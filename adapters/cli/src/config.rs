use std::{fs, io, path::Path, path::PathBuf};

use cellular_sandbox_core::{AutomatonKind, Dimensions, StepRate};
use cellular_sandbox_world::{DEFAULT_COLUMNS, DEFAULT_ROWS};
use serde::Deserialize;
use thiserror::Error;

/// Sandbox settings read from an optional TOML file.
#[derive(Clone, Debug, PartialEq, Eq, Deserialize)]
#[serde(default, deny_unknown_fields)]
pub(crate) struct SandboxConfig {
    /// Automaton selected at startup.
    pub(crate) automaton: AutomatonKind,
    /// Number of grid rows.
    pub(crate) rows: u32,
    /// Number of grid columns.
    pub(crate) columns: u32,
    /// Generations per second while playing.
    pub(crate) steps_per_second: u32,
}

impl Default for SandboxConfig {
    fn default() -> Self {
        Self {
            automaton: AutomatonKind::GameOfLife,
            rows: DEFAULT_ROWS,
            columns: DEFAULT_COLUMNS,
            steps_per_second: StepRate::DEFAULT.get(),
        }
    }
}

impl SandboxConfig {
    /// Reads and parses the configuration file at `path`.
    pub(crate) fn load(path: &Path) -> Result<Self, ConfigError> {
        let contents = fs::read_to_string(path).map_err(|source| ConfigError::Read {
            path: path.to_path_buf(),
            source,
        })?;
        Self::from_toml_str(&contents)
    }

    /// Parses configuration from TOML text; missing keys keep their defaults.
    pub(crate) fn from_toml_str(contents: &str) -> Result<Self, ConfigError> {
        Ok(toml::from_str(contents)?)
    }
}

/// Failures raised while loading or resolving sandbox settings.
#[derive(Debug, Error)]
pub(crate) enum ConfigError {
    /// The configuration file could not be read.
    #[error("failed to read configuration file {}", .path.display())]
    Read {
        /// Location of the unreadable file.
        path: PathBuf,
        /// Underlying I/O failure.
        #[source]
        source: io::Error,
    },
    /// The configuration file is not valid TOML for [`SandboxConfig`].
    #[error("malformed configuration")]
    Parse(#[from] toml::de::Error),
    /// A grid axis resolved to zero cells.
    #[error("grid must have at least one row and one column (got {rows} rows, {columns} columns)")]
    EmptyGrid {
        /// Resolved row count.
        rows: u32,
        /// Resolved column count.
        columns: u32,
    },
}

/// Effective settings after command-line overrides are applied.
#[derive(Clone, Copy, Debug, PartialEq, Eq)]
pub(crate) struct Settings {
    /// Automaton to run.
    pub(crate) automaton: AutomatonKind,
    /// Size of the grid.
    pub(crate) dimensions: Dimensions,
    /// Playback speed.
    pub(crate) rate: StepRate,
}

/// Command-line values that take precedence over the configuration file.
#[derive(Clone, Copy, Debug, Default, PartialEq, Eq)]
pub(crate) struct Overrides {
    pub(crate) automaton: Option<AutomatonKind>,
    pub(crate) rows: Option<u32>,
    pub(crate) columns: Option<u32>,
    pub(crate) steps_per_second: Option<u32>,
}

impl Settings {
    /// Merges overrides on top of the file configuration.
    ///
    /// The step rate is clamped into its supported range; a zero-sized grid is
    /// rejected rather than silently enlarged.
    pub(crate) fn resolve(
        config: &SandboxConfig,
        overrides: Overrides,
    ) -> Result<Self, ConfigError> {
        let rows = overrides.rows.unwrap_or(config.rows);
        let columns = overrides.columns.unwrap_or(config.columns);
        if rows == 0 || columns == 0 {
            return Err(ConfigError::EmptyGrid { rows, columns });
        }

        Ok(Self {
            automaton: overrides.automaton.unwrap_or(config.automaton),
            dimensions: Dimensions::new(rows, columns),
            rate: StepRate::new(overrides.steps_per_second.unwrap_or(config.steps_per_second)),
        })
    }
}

▬▬▬▬▬▬▬▬▬▬

→ **Task description**
Lines from the start of the records through the one containing "selected at startup." are what should be retyped, exactly and in full, both ends included.

→ **Exercise result**
filename adapters/cli/src/config.rs
use std::{fs, io, path::Path, path::PathBuf};

use cellular_sandbox_core::{AutomatonKind, Dimensions, StepRate};
use cellular_sandbox_world::{DEFAULT_COLUMNS, DEFAULT_ROWS};
use serde::Deserialize;
use thiserror::Error;

/// Sandbox settings read from an optional TOML file.
#[derive(Clone, Debug, PartialEq, Eq, Deserialize)]
#[serde(default, deny_unknown_fields)]
pub(crate) struct SandboxConfig {
    /// Automaton selected at startup.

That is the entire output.